▶ _Your task_
In the material below, the lines from the one containing "if width == 0" through the one containing "let column = x" are to be given again exactly, ends included, and no others.

▶ _Source material_
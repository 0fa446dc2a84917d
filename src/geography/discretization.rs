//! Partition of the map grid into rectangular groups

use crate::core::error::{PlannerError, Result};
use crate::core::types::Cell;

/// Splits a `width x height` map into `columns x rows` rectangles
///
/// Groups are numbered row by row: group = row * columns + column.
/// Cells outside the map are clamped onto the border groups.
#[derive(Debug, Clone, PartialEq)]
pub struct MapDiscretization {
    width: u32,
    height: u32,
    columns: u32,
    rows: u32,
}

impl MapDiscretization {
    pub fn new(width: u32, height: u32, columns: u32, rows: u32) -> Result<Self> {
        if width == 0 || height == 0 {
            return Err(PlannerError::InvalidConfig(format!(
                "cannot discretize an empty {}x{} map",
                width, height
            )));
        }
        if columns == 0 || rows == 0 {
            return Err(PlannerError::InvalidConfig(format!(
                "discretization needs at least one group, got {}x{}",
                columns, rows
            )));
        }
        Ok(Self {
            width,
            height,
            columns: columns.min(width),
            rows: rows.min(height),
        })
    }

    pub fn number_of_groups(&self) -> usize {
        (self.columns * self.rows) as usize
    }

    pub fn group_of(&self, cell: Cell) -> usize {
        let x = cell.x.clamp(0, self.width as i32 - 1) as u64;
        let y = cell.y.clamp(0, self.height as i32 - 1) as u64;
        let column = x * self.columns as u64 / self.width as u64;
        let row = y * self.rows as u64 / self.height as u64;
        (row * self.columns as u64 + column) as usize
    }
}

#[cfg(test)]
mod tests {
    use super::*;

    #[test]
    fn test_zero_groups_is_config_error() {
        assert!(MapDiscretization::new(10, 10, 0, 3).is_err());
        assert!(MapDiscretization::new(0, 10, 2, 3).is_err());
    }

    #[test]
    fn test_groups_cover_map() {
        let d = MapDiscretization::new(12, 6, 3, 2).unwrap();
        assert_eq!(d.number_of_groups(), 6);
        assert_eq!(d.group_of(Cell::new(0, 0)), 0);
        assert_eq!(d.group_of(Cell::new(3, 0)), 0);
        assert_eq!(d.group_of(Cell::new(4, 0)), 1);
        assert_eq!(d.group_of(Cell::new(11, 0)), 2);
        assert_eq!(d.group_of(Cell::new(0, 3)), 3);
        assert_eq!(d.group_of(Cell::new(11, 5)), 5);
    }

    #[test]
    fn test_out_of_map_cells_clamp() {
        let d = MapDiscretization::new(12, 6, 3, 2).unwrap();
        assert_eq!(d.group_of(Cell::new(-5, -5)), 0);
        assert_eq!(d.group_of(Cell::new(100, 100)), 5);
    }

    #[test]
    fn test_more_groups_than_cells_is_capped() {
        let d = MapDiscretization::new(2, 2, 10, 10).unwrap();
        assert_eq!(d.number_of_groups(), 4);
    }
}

▶ _Answer to the problem_
        if width == 0 || height == 0 {
            return Err(PlannerError::InvalidConfig(format!(
                "cannot discretize an empty {}x{} map",
                width, height
            )));
        }
        if columns == 0 || rows == 0 {
            return Err(PlannerError::InvalidConfig(format!(
                "discretization needs at least one group, got {}x{}",
                columns, rows
            )));
        }
        Ok(Self {
            width,
            height,
            columns: columns.min(width),
            rows: rows.min(height),
        })
    }

    pub fn number_of_groups(&self) -> usize {
        (self.columns * self.rows) as usize
    }

    pub fn group_of(&self, cell: Cell) -> usize {
        let x = cell.x.clamp(0, self.width as i32 - 1) as u64;
        let y = cell.y.clamp(0, self.height as i32 - 1) as u64;
        let column = x * self.columns as u64 / self.width as u64;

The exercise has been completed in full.